Look over the listing below and work out how many lines have the word "dewp". Write only that number.
---*---
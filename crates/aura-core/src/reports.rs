//! Weather report parsing contract.
//!
//! Reports are accepted in exactly one schema, the aviationweather.gov JSON
//! data API (`/api/data/metar?format=json`, `/api/data/taf?format=json`).
//! Records are validated when parsed and canonicalised into [`RouteLeg`]s in
//! a single step by [`map_reports_to_legs`].

use chrono::{DateTime, Utc};
use regex::Regex;
use serde::{Deserialize, Serialize};
use std::collections::HashMap;
use std::sync::LazyLock;
use thiserror::Error;

use crate::models::{CoordinateError, FlightCategory, GeoPoint, Observation, RouteLeg, Wind};

/// hPa to inches of mercury.
const HPA_TO_INHG: f64 = 0.029_529_983;

/// Schema versions understood by the parser.
#[derive(Debug, Clone, Copy, Default, PartialEq, Eq, Serialize, Deserialize)]
#[serde(rename_all = "snake_case")]
pub enum ReportSchema {
    #[default]
    AviationWeatherV1,
}

impl ReportSchema {
    pub fn name(self) -> &'static str {
        match self {
            Self::AviationWeatherV1 => "aviationweather-v1",
        }
    }
}

#[derive(Debug, Error)]
pub enum ReportError {
    #[error("malformed report payload: {0}")]
    Json(#[from] serde_json::Error),
    #[error("report #{index} has no station identifier")]
    MissingStation { index: usize },
    #[error("report for {station} has invalid coordinates")]
    InvalidCoordinates {
        station: String,
        #[source]
        source: CoordinateError,
    },
}

/// Wind direction as reported: degrees, or text such as `"VRB"`.
#[derive(Debug, Clone, PartialEq, Serialize, Deserialize)]
#[serde(untagged)]
pub enum WindDirection {
    Degrees(f64),
    Text(String),
}

impl WindDirection {
    /// Direction in degrees true; `None` for variable winds.
    pub fn degrees(&self) -> Option<f64> {
        match self {
            Self::Degrees(deg) => Some(*deg),
            Self::Text(text) => text.trim().parse().ok(),
        }
    }
}

/// Prevailing visibility as reported: statute miles, or text such as `"10+"`.
#[derive(Debug, Clone, PartialEq, Serialize, Deserialize)]
#[serde(untagged)]
pub enum Visibility {
    Miles(f64),
    Text(String),
}

impl Visibility {
    pub fn statute_miles(&self) -> Option<f64> {
        match self {
            Self::Miles(sm) => Some(*sm),
            Self::Text(text) => text.trim().trim_end_matches('+').parse().ok(),
        }
    }
}

/// One METAR record.
#[derive(Debug, Clone, Default, PartialEq, Serialize, Deserialize)]
#[serde(rename_all = "camelCase")]
pub struct MetarRecord {
    pub icao_id: String,
    #[serde(default)]
    pub name: Option<String>,
    /// Observation time, unix seconds.
    #[serde(default)]
    pub obs_time: Option<i64>,
    #[serde(default)]
    pub temp: Option<f64>,
    #[serde(default)]
    pub dewp: Option<f64>,
    #[serde(default)]
    pub wdir: Option<WindDirection>,
    #[serde(default)]
    pub wspd: Option<f64>,
    #[serde(default)]
    pub wgst: Option<f64>,
    #[serde(default)]
    pub visib: Option<Visibility>,
    /// Altimeter setting, hPa.
    #[serde(default)]
    pub altim: Option<f64>,
    #[serde(default)]
    pub flt_cat: Option<String>,
    #[serde(default)]
    pub lat: Option<f64>,
    #[serde(default)]
    pub lon: Option<f64>,
    #[serde(default)]
    pub raw_ob: Option<String>,
}

/// One TAF record.
#[derive(Debug, Clone, Default, PartialEq, Serialize, Deserialize)]
pub struct TafRecord {
    #[serde(rename = "icaoId")]
    pub icao_id: String,
    #[serde(rename = "rawTAF", default)]
    pub raw_taf: Option<String>,
    #[serde(rename = "issueTime", default)]
    pub issue_time: Option<String>,
}

impl MetarRecord {
    pub fn station(&self) -> String {
        self.icao_id.trim().to_ascii_uppercase()
    }

    /// Validated position; `None` when either coordinate is missing.
    pub fn position(&self) -> Result<Option<GeoPoint>, CoordinateError> {
        match (self.lat, self.lon) {
            (Some(lat), Some(lon)) => GeoPoint::try_new(lat, lon).map(Some),
            _ => Ok(None),
        }
    }

    pub fn wind(&self) -> Option<Wind> {
        let speed_kt = self.wspd?;
        Some(Wind {
            direction_deg: self.wdir.as_ref().and_then(WindDirection::degrees),
            speed_kt,
            gust_kt: self.wgst,
        })
    }

    pub fn observation(&self) -> Observation {
        Observation {
            observed_at: self
                .obs_time
                .and_then(|secs| DateTime::<Utc>::from_timestamp(secs, 0)),
            temperature_c: self.temp,
            dewpoint_c: self.dewp,
            visibility_sm: self.visib.as_ref().and_then(Visibility::statute_miles),
            altimeter_inhg: self.altim.map(|hpa| hpa * HPA_TO_INHG),
        }
    }
}

impl TafRecord {
    pub fn station(&self) -> String {
        self.icao_id.trim().to_ascii_uppercase()
    }
}

/// Parse a METAR JSON array, rejecting records without a station or with
/// out-of-range coordinates.
pub fn parse_metar_reports(json: &str) -> Result<Vec<MetarRecord>, ReportError> {
    let records: Vec<MetarRecord> = serde_json::from_str(json)?;
    validate_metar_records(&records)?;
    Ok(records)
}

/// Validate already-deserialised METAR records.
pub fn validate_metar_records(records: &[MetarRecord]) -> Result<(), ReportError> {
    for (index, record) in records.iter().enumerate() {
        if record.icao_id.trim().is_empty() {
            return Err(ReportError::MissingStation { index });
        }
        record
            .position()
            .map_err(|source| ReportError::InvalidCoordinates {
                station: record.station(),
                source,
            })?;
    }
    Ok(())
}

/// Parse a TAF JSON array, rejecting records without a station.
pub fn parse_taf_reports(json: &str) -> Result<Vec<TafRecord>, ReportError> {
    let records: Vec<TafRecord> = serde_json::from_str(json)?;
    validate_taf_records(&records)?;
    Ok(records)
}

pub fn validate_taf_records(records: &[TafRecord]) -> Result<(), ReportError> {
    match records.iter().position(|r| r.icao_id.trim().is_empty()) {
        Some(index) => Err(ReportError::MissingStation { index }),
        None => Ok(()),
    }
}

/// Canonicalise reports into legs: one per METAR, in METAR order, with the
/// matching TAF attached by station.
pub fn map_reports_to_legs(metars: &[MetarRecord], tafs: &[TafRecord]) -> Vec<RouteLeg> {
    let taf_by_station: HashMap<String, &TafRecord> = tafs
        .iter()
        .filter(|taf| !taf.icao_id.trim().is_empty())
        .map(|taf| (taf.station(), taf))
        .collect();

    metars
        .iter()
        .map(|metar| {
            let icao = metar.station();
            let position = metar.position().unwrap_or_else(|err| {
                tracing::warn!(station = %icao, error = %err, "dropping invalid report coordinates");
                None
            });
            let raw_taf = taf_by_station
                .get(&icao)
                .and_then(|taf| taf.raw_taf.clone())
                .filter(|raw| !raw.trim().is_empty());

            RouteLeg {
                name: metar.name.clone(),
                position,
                wind: metar.wind(),
                category: FlightCategory::from_report(metar.flt_cat.as_deref()),
                observation: Some(metar.observation()),
                raw_metar: metar.raw_ob.clone(),
                taf_outlook: TafOutlook::from_raw(raw_taf.as_deref()),
                raw_taf,
                icao,
            }
        })
        .collect()
}

/// Arrange legs in route order.
///
/// Stations in the route without a report become bare legs so the briefing
/// still lists them; legs for stations outside the route are dropped. An
/// empty route keeps the legs as given.
pub fn order_legs_by_route(legs: &[RouteLeg], route: &[String]) -> Vec<RouteLeg> {
    if route.is_empty() {
        return legs.to_vec();
    }

    let mut by_station: HashMap<&str, &RouteLeg> = HashMap::new();
    for leg in legs {
        by_station.entry(leg.icao.as_str()).or_insert(leg);
    }

    route
        .iter()
        .map(|ident| {
            by_station.get(ident.as_str()).map_or_else(
                || {
                    tracing::debug!(station = %ident, "no report for route station");
                    RouteLeg::new(ident.clone())
                },
                |leg| (*leg).clone(),
            )
        })
        .collect()
}

static LOW_CEILINGS: LazyLock<Regex> = LazyLock::new(|| Regex::new(r"OVC00\d|BKN00\d").unwrap());
static SHOWERS_OR_STORMS: LazyLock<Regex> = LazyLock::new(|| Regex::new(r"SHRA|TS").unwrap());
static REDUCED_VISIBILITY: LazyLock<Regex> = LazyLock::new(|| Regex::new(r"BR|FG").unwrap());

/// Coarse forecast outlook derived from raw TAF text.
#[derive(Debug, Clone, Copy, Default, PartialEq, Eq, Serialize, Deserialize)]
#[serde(rename_all = "snake_case")]
pub enum TafOutlook {
    LowCeilings,
    ShowersOrStorms,
    ReducedVisibility,
    NoSignificantChange,
    #[default]
    Unavailable,
}

impl TafOutlook {
    /// Classify raw TAF text. Earlier rules win.
    pub fn from_raw(raw: Option<&str>) -> Self {
        let Some(raw) = raw.map(str::trim).filter(|raw| !raw.is_empty()) else {
            return Self::Unavailable;
        };
        if LOW_CEILINGS.is_match(raw) {
            Self::LowCeilings
        } else if SHOWERS_OR_STORMS.is_match(raw) {
            Self::ShowersOrStorms
        } else if REDUCED_VISIBILITY.is_match(raw) {
            Self::ReducedVisibility
        } else {
            Self::NoSignificantChange
        }
    }

    pub fn summary(self) -> &'static str {
        match self {
            Self::LowCeilings => "Low ceilings likely",
            Self::ShowersOrStorms => "Showers or storms possible",
            Self::ReducedVisibility => "Reduced visibility possible",
            Self::NoSignificantChange => "No significant changes expected",
            Self::Unavailable => "No forecast available",
        }
    }
}

#[cfg(test)]
mod tests {
    use super::*;

    const METARS: &str = r#"[
        {
            "icaoId": "KJFK",
            "name": "New York/JF Kennedy Intl, NY, US",
            "obsTime": 1760688000,
            "temp": 14.4,
            "dewp": 12.2,
            "wdir": 40,
            "wspd": 12,
            "wgst": 20,
            "visib": "10+",
            "altim": 1013.2,
            "fltCat": "VFR",
            "lat": 40.6392,
            "lon": -73.7639,
            "rawOb": "KJFK 171751Z 04012G20KT 10SM FEW050 14/12 A2992"
        },
        {
            "icaoId": "kbos",
            "wdir": "VRB",
            "wspd": 3,
            "visib": 0.5,
            "fltCat": "LIFR",
            "lat": 42.3606,
            "lon": -71.0097,
            "rawOb": "KBOS 171754Z VRB03KT 1/2SM FG VV002 11/11 A2990"
        },
        {
            "icaoId": "KXYZ",
            "fltCat": "SOMETHING"
        }
    ]"#;

    const TAFS: &str = r#"[
        {"icaoId": "KBOS", "rawTAF": "TAF KBOS 171720Z 1718/1824 VRB03KT 1/2SM FG OVC002", "issueTime": "2025-10-17T17:20:00.000Z"},
        {"icaoId": "KJFK", "rawTAF": "TAF KJFK 171720Z 1718/1824 04012KT P6SM FEW050"}
    ]"#;

    #[test]
    fn parses_and_canonicalises_reports() {
        let metars = parse_metar_reports(METARS).unwrap();
        let tafs = parse_taf_reports(TAFS).unwrap();
        let legs = map_reports_to_legs(&metars, &tafs);

        assert_eq!(legs.len(), 3);
        assert_eq!(legs[0].icao, "KJFK");
        assert_eq!(legs[0].category, FlightCategory::Vfr);
        assert_eq!(legs[0].wind, Some(Wind { direction_deg: Some(40.0), speed_kt: 12.0, gust_kt: Some(20.0) }));
        assert_eq!(legs[0].taf_outlook, TafOutlook::NoSignificantChange);
        let obs = legs[0].observation.as_ref().unwrap();
        assert_eq!(obs.visibility_sm, Some(10.0));
        assert!((obs.altimeter_inhg.unwrap() - 29.92).abs() < 0.01);
        assert!(obs.observed_at.is_some());

        assert_eq!(legs[1].icao, "KBOS");
        assert_eq!(legs[1].category, FlightCategory::Lifr);
        assert_eq!(legs[1].wind.unwrap().direction_deg, None);
        assert_eq!(legs[1].taf_outlook, TafOutlook::LowCeilings);

        assert_eq!(legs[2].category, FlightCategory::Vfr);
        assert_eq!(legs[2].position, None);
        assert_eq!(legs[2].wind, None);
        assert_eq!(legs[2].taf_outlook, TafOutlook::Unavailable);
    }

    #[test]
    fn lowercase_category_is_not_adverse() {
        let metars = parse_metar_reports(r#"[{"icaoId": "KJFK", "fltCat": "ifr"}]"#).unwrap();
        let legs = map_reports_to_legs(&metars, &[]);
        assert_eq!(legs[0].category, FlightCategory::Vfr);
        assert!(crate::alternates::suggest_alternative(&legs).is_none());
    }

    #[test]
    fn rejects_missing_station() {
        let err = parse_metar_reports(r#"[{"icaoId": "KJFK"}, {"icaoId": "  "}]"#).unwrap_err();
        assert!(matches!(err, ReportError::MissingStation { index: 1 }));

        let err = parse_taf_reports(r#"[{"icaoId": ""}]"#).unwrap_err();
        assert!(matches!(err, ReportError::MissingStation { index: 0 }));
    }

    #[test]
    fn rejects_out_of_range_coordinates() {
        let err = parse_metar_reports(r#"[{"icaoId": "KJFK", "lat": 140.0, "lon": 10.0}]"#).unwrap_err();
        assert!(matches!(err, ReportError::InvalidCoordinates { ref station, .. } if station == "KJFK"));
    }

    #[test]
    fn rejects_malformed_json() {
        assert!(matches!(parse_metar_reports("{not json"), Err(ReportError::Json(_))));
        // A record missing the required station field is a schema failure
        assert!(matches!(parse_metar_reports(r#"[{"lat": 1.0}]"#), Err(ReportError::Json(_))));
    }

    #[test]
    fn taf_outlook_rules_in_order() {
        assert_eq!(TafOutlook::from_raw(Some("BKN004 TSRA")), TafOutlook::LowCeilings);
        assert_eq!(TafOutlook::from_raw(Some("BKN040 -SHRA")), TafOutlook::ShowersOrStorms);
        assert_eq!(TafOutlook::from_raw(Some("3SM BR SCT010")), TafOutlook::ReducedVisibility);
        assert_eq!(TafOutlook::from_raw(Some("P6SM SKC")), TafOutlook::NoSignificantChange);
        assert_eq!(TafOutlook::from_raw(Some("   ")), TafOutlook::Unavailable);
        assert_eq!(TafOutlook::from_raw(None), TafOutlook::Unavailable);
    }

    #[test]
    fn orders_legs_by_route_with_placeholders() {
        let legs = vec![
            RouteLeg::new("KBOS"),
            RouteLeg::new("KJFK").with_position(GeoPoint::new(40.6, -73.8)),
            RouteLeg::new("KPHL"),
        ];
        let route = vec!["KJFK".to_string(), "KORD".to_string(), "KBOS".to_string(), "KJFK".to_string()];
        let ordered = order_legs_by_route(&legs, &route);

        let idents: Vec<_> = ordered.iter().map(|l| l.icao.as_str()).collect();
        assert_eq!(idents, ["KJFK", "KORD", "KBOS", "KJFK"]);
        assert!(ordered[0].position.is_some());
        assert!(ordered[1].position.is_none());
        assert!(ordered[3].position.is_some());
    }
}
//! Aura CLI - route weather briefings from the command line.
//!
//! The `aura-brief` binary wraps these commands:
//! - brief: weather, performance and alternates for a route
//! - arc: great-circle points between two coordinates
//! - aircraft: supported aircraft profiles

pub mod commands;

use anyhow::{bail, Context, Result};
use aura_core::GeoPoint;

/// Parse `"LAT,LON"` into a validated point.
pub fn parse_lat_lon(value: &str) -> Result<GeoPoint> {
    let Some((lat, lon)) = value.split_once(',') else {
        bail!("expected LAT,LON but got '{value}'");
    };
    let lat: f64 = lat.trim().parse().with_context(|| format!("invalid latitude in '{value}'"))?;
    let lon: f64 = lon.trim().parse().with_context(|| format!("invalid longitude in '{value}'"))?;
    Ok(GeoPoint::try_new(lat, lon)?)
}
---*---
Your solution:
3